- [Dataset entries]:
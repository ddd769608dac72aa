//! Server address parsing and edition detection.

use serde::{Deserialize, Serialize};
use std::fmt;
use std::str::FromStr;

use crate::error::RegistryError;
use crate::transport::Edition;

/// Edition requested at registration.
#[derive(Debug, Clone, Copy, PartialEq, Eq, Default, Serialize, Deserialize)]
#[serde(rename_all = "lowercase")]
pub enum EditionChoice {
    #[default]
    Auto,
    Bedrock,
    Java,
}

impl EditionChoice {
    /// Resolve against the port. `Auto` means Java on 25565/25566 and
    /// Bedrock everywhere else.
    pub fn resolve(self, port: u16) -> Edition {
        match self {
            Self::Bedrock => Edition::Bedrock,
            Self::Java => Edition::Java,
            Self::Auto if matches!(port, 25565 | 25566) => Edition::Java,
            Self::Auto => Edition::Bedrock,
        }
    }
}

impl fmt::Display for EditionChoice {
    fn fmt(&self, f: &mut fmt::Formatter<'_>) -> fmt::Result {
        match self {
            Self::Auto => write!(f, "auto"),
            Self::Bedrock => write!(f, "bedrock"),
            Self::Java => write!(f, "java"),
        }
    }
}

impl FromStr for EditionChoice {
    type Err = String;

    fn from_str(s: &str) -> Result<Self, Self::Err> {
        match s.to_lowercase().as_str() {
            "auto" => Ok(Self::Auto),
            "bedrock" => Ok(Self::Bedrock),
            "java" => Ok(Self::Java),
            _ => Err(format!("Unknown edition: {s}. Use 'auto', 'bedrock' or 'java'")),
        }
    }
}

/// Ports used when the address carries none.
#[derive(Debug, Clone, Copy, PartialEq, Eq, Serialize, Deserialize)]
#[serde(rename_all = "kebab-case", default)]
pub struct DefaultPorts {
    pub bedrock: u16,
    pub java: u16,
}

impl Default for DefaultPorts {
    fn default() -> Self {
        Self {
            bedrock: Edition::Bedrock.default_port(),
            java: Edition::Java.default_port(),
        }
    }
}

/// A validated `host:port` with its resolved edition.
#[derive(Debug, Clone, PartialEq, Eq)]
pub struct ServerAddress {
    pub host: String,
    pub port: u16,
    pub edition: Edition,
}

/// Parse `host[:port]`.
pub fn parse_address(input: &str, choice: EditionChoice, defaults: DefaultPorts) -> Result<ServerAddress, RegistryError> {
    let invalid = |reason: &str| RegistryError::InvalidAddress {
        input: input.to_string(),
        reason: reason.to_string(),
    };

    let trimmed = input.trim();
    let (host, port) = match trimmed.rsplit_once(':') {
        Some((host, port)) => {
            let port: u16 = port.trim().parse().map_err(|_| invalid("port must be a number between 1 and 65535"))?;
            if port == 0 {
                return Err(invalid("port must be a number between 1 and 65535"));
            }
            (host.trim(), port)
        }
        None => {
            let port = match choice {
                EditionChoice::Java => defaults.java,
                EditionChoice::Auto | EditionChoice::Bedrock => defaults.bedrock,
            };
            (trimmed, port)
        }
    };

    if host.is_empty() {
        return Err(invalid("host must not be empty"));
    }
    if host.chars().any(char::is_whitespace) {
        return Err(invalid("host must not contain whitespace"));
    }

    Ok(ServerAddress {
        host: host.to_string(),
        port,
        edition: choice.resolve(port),
    })
}

#[cfg(test)]
mod tests {
    use super::*;

    fn parse(input: &str, choice: EditionChoice) -> Result<ServerAddress, RegistryError> {
        parse_address(input, choice, DefaultPorts::default())
    }

    #[test]
    fn test_missing_port_uses_edition_default() {
        let addr = parse("play.example.net", EditionChoice::Auto).unwrap();
        assert_eq!(addr.port, 19132);
        assert_eq!(addr.edition, Edition::Bedrock);

        let addr = parse("play.example.net", EditionChoice::Java).unwrap();
        assert_eq!(addr.port, 25565);
        assert_eq!(addr.edition, Edition::Java);
    }

    #[test]
    fn test_auto_detects_java_ports() {
        assert_eq!(parse("h:25565", EditionChoice::Auto).unwrap().edition, Edition::Java);
        assert_eq!(parse("h:25566", EditionChoice::Auto).unwrap().edition, Edition::Java);
        assert_eq!(parse("h:19133", EditionChoice::Auto).unwrap().edition, Edition::Bedrock);
        assert_eq!(parse("h:30000", EditionChoice::Auto).unwrap().edition, Edition::Bedrock);
    }

    #[test]
    fn test_explicit_edition_wins_over_port() {
        let addr = parse("h:25565", EditionChoice::Bedrock).unwrap();
        assert_eq!(addr.edition, Edition::Bedrock);
    }

    #[test]
    fn test_whitespace_is_trimmed() {
        let addr = parse("  192.168.1.1 : 25566 ", EditionChoice::Auto).unwrap();
        assert_eq!(addr.host, "192.168.1.1");
        assert_eq!(addr.port, 25566);
    }

    #[test]
    fn test_invalid_addresses() {
        for input in ["", ":19132", "host:", "host:0", "host:70000", "host:abc", "my host:1"] {
            assert!(
                matches!(parse(input, EditionChoice::Auto), Err(RegistryError::InvalidAddress { .. })),
                "expected {input:?} to be rejected"
            );
        }
    }

    #[test]
    fn test_edition_choice_from_str() {
        assert_eq!("AUTO".parse::<EditionChoice>().unwrap(), EditionChoice::Auto);
        assert_eq!("java".parse::<EditionChoice>().unwrap(), EditionChoice::Java);
        assert!("pocket".parse::<EditionChoice>().is_err());
    }
}
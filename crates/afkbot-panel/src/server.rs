//! Panel server setup and lifecycle.
//!
//! Loads `panel.json`, opens the registry over `servers.json` in the data
//! directory and serves the API until shutdown. Live bots are stopped and
//! their records persisted before returning.

use afkbot::registry::{JsonFileStore, SessionRegistry};
use afkbot::transport::Transport;
use anyhow::Context;
use std::net::SocketAddr;
use std::sync::Arc;
use tokio::net::TcpListener;
use tokio::sync::watch;

use crate::api::{self, AppState};
use crate::config::{Config, PanelSettings};

/// Open the registry described by `config` and `settings`.
pub fn build_state(
    config: &Config,
    settings: &PanelSettings,
    transport: Arc<dyn Transport>,
) -> anyhow::Result<AppState> {
    std::fs::create_dir_all(&config.data_dir)
        .with_context(|| format!("failed to create data dir {}", config.data_dir.display()))?;

    let store = Arc::new(JsonFileStore::in_dir(&config.data_dir));
    let registry = SessionRegistry::open(settings.registry_config(), transport, store)?;
    Ok(AppState { registry })
}

/// Serve the API on an already bound listener.
pub async fn serve(
    listener: TcpListener,
    state: AppState,
    mut shutdown_rx: watch::Receiver<bool>,
) -> anyhow::Result<()> {
    let registry = state.registry.clone();

    axum::serve(listener, api::router(state))
        .with_graceful_shutdown(async move {
            let _ = shutdown_rx.changed().await;
            tracing::info!("Shutdown signal received, stopping panel");
        })
        .await?;

    tracing::info!(live = registry.live_count(), "Stopping live bots");
    registry.shutdown()?;
    Ok(())
}

/// Run the panel until `shutdown_rx` changes.
pub async fn run_panel(
    config: Config,
    transport: Arc<dyn Transport>,
    shutdown_rx: watch::Receiver<bool>,
) -> anyhow::Result<()> {
    let addr: SocketAddr = format!("{}:{}", config.host, config.port)
        .parse()
        .with_context(|| format!("invalid listen address {}:{}", config.host, config.port))?;

    let settings = PanelSettings::load(&config.settings)?;
    let state = build_state(&config, &settings, transport)?;

    let listener = TcpListener::bind(addr)
        .await
        .with_context(|| format!("failed to bind {addr}"))?;
    tracing::info!(
        address = %addr,
        admin = settings.admin_id.is_some(),
        max_servers_per_user = settings.max_servers_per_user,
        "Starting panel"
    );

    serve(listener, state, shutdown_rx).await?;

    tracing::info!("Panel stopped");
    Ok(())
}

- [Work item]:
Starting at the top of the records, copy every line exactly.

- [Exercise answer]:
repository ddd769608dac72aa
//! Server address parsing and edition detection.

use serde::{Deserialize, Serialize};
use std::fmt;
use std::str::FromStr;

use crate::error::RegistryError;
use crate::transport::Edition;

/// Edition requested at registration.
#[derive(Debug, Clone, Copy, PartialEq, Eq, Default, Serialize, Deserialize)]
#[serde(rename_all = "lowercase")]
pub enum EditionChoice {
    #[default]
    Auto,
    Bedrock,
    Java,
}

impl EditionChoice {
    /// Resolve against the port. `Auto` means Java on 25565/25566 and
    /// Bedrock everywhere else.
    pub fn resolve(self, port: u16) -> Edition {
        match self {
            Self::Bedrock => Edition::Bedrock,
            Self::Java => Edition::Java,
            Self::Auto if matches!(port, 25565 | 25566) => Edition::Java,
            Self::Auto => Edition::Bedrock,
        }
    }
}

impl fmt::Display for EditionChoice {
    fn fmt(&self, f: &mut fmt::Formatter<'_>) -> fmt::Result {
        match self {
            Self::Auto => write!(f, "auto"),
            Self::Bedrock => write!(f, "bedrock"),
            Self::Java => write!(f, "java"),
        }
    }
}

impl FromStr for EditionChoice {
    type Err = String;

    fn from_str(s: &str) -> Result<Self, Self::Err> {
        match s.to_lowercase().as_str() {
            "auto" => Ok(Self::Auto),
            "bedrock" => Ok(Self::Bedrock),
            "java" => Ok(Self::Java),
            _ => Err(format!("Unknown edition: {s}. Use 'auto', 'bedrock' or 'java'")),
        }
    }
}

/// Ports used when the address carries none.
#[derive(Debug, Clone, Copy, PartialEq, Eq, Serialize, Deserialize)]
#[serde(rename_all = "kebab-case", default)]
pub struct DefaultPorts {
    pub bedrock: u16,
    pub java: u16,
}

impl Default for DefaultPorts {
    fn default() -> Self {
        Self {
            bedrock: Edition::Bedrock.default_port(),
            java: Edition::Java.default_port(),
        }
    }
}

/// A validated `host:port` with its resolved edition.
#[derive(Debug, Clone, PartialEq, Eq)]
pub struct ServerAddress {
    pub host: String,
    pub port: u16,
    pub edition: Edition,
}

/// Parse `host[:port]`.
pub fn parse_address(input: &str, choice: EditionChoice, defaults: DefaultPorts) -> Result<ServerAddress, RegistryError> {
    let invalid = |reason: &str| RegistryError::InvalidAddress {
        input: input.to_string(),
        reason: reason.to_string(),
    };

    let trimmed = input.trim();
    let (host, port) = match trimmed.rsplit_once(':') {
        Some((host, port)) => {
            let port: u16 = port.trim().parse().map_err(|_| invalid("port must be a number between 1 and 65535"))?;
            if port == 0 {
                return Err(invalid("port must be a number between 1 and 65535"));
            }
            (host.trim(), port)
        }
        None => {
            let port = match choice {
                EditionChoice::Java => defaults.java,
                EditionChoice::Auto | EditionChoice::Bedrock => defaults.bedrock,
            };
            (trimmed, port)
        }
    };

    if host.is_empty() {
        return Err(invalid("host must not be empty"));
    }
    if host.chars().any(char::is_whitespace) {
        return Err(invalid("host must not contain whitespace"));
    }

    Ok(ServerAddress {
        host: host.to_string(),
        port,
        edition: choice.resolve(port),
    })
}

#[cfg(test)]
mod tests {
    use super::*;

    fn parse(input: &str, choice: EditionChoice) -> Result<ServerAddress, RegistryError> {
        parse_address(input, choice, DefaultPorts::default())
    }

    #[test]
    fn test_missing_port_uses_edition_default() {
        let addr = parse("play.example.net", EditionChoice::Auto).unwrap();
        assert_eq!(addr.port, 19132);
        assert_eq!(addr.edition, Edition::Bedrock);

        let addr = parse("play.example.net", EditionChoice::Java).unwrap();
        assert_eq!(addr.port, 25565);
        assert_eq!(addr.edition, Edition::Java);
    }

    #[test]
    fn test_auto_detects_java_ports() {
        assert_eq!(parse("h:25565", EditionChoice::Auto).unwrap().edition, Edition::Java);
        assert_eq!(parse("h:25566", EditionChoice::Auto).unwrap().edition, Edition::Java);
        assert_eq!(parse("h:19133", EditionChoice::Auto).unwrap().edition, Edition::Bedrock);
        assert_eq!(parse("h:30000", EditionChoice::Auto).unwrap().edition, Edition::Bedrock);
    }

    #[test]
    fn test_explicit_edition_wins_over_port() {
        let addr = parse("h:25565", EditionChoice::Bedrock).unwrap();
        assert_eq!(addr.edition, Edition::Bedrock);
    }

    #[test]
    fn test_whitespace_is_trimmed() {
        let addr = parse("  192.168.1.1 : 25566 ", EditionChoice::Auto).unwrap();
        assert_eq!(addr.host, "192.168.1.1");
        assert_eq!(addr.port, 25566);
    }

    #[test]
    fn test_invalid_addresses() {
        for input in ["", ":19132", "host:", "host:0", "host:70000", "host:abc", "my host:1"] {
            assert!(
                matches!(parse(input, EditionChoice::Auto), Err(RegistryError::InvalidAddress { .. })),
                "expected {input:?} to be rejected"
            );
        }
    }

    #[test]
    fn test_edition_choice_from_str() {
        assert_eq!("AUTO".parse::<EditionChoice>().unwrap(), EditionChoice::Auto);
        assert_eq!("java".parse::<EditionChoice>().unwrap(), EditionChoice::Java);
        assert!("pocket".parse::<EditionChoice>().is_err());
    }
}
filename crates/afkbot-panel/src/server.rs
//! Panel server setup and lifecycle.
//!
//! Loads `panel.json`, opens the registry over `servers.json` in the data
//! directory and serves the API until shutdown. Live bots are stopped and
//! their records persisted before returning.

use afkbot::registry::{JsonFileStore, SessionRegistry};
use afkbot::transport::Transport;
use anyhow::Context;
use std::net::SocketAddr;
use std::sync::Arc;
use tokio::net::TcpListener;
use tokio::sync::watch;

use crate::api::{self, AppState};
use crate::config::{Config, PanelSettings};

/// Open the registry described by `config` and `settings`.
pub fn build_state(
    config: &Config,
    settings: &PanelSettings,
    transport: Arc<dyn Transport>,
) -> anyhow::Result<AppState> {
    std::fs::create_dir_all(&config.data_dir)
        .with_context(|| format!("failed to create data dir {}", config.data_dir.display()))?;

    let store = Arc::new(JsonFileStore::in_dir(&config.data_dir));
    let registry = SessionRegistry::open(settings.registry_config(), transport, store)?;
    Ok(AppState { registry })
}

/// Serve the API on an already bound listener.
pub async fn serve(
    listener: TcpListener,
    state: AppState,
    mut shutdown_rx: watch::Receiver<bool>,
) -> anyhow::Result<()> {
    let registry = state.registry.clone();

    axum::serve(listener, api::router(state))
        .with_graceful_shutdown(async move {
            let _ = shutdown_rx.changed().await;
            tracing::info!("Shutdown signal received, stopping panel");
        })
        .await?;

    tracing::info!(live = registry.live_count(), "Stopping live bots");
    registry.shutdown()?;
    Ok(())
}

/// Run the panel until `shutdown_rx` changes.
pub async fn run_panel(
    config: Config,
    transport: Arc<dyn Transport>,
    shutdown_rx: watch::Receiver<bool>,
) -> anyhow::Result<()> {
    let addr: SocketAddr = format!("{}:{}", config.host, config.port)
        .parse()
        .with_context(|| format!("invalid listen address {}:{}", config.host, config.port))?;

    let settings = PanelSettings::load(&config.settings)?;
    let state = build_state(&config, &settings, transport)?;

    let listener = TcpListener::bind(addr)
        .await
        .with_context(|| format!("failed to bind {addr}"))?;
    tracing::info!(
        address = %addr,
        admin = settings.admin_id.is_some(),
        max_servers_per_user = settings.max_servers_per_user,
        "Starting panel"
    );

    serve(listener, state, shutdown_rx).await?;

    tracing::info!("Panel stopped");
    Ok(())
}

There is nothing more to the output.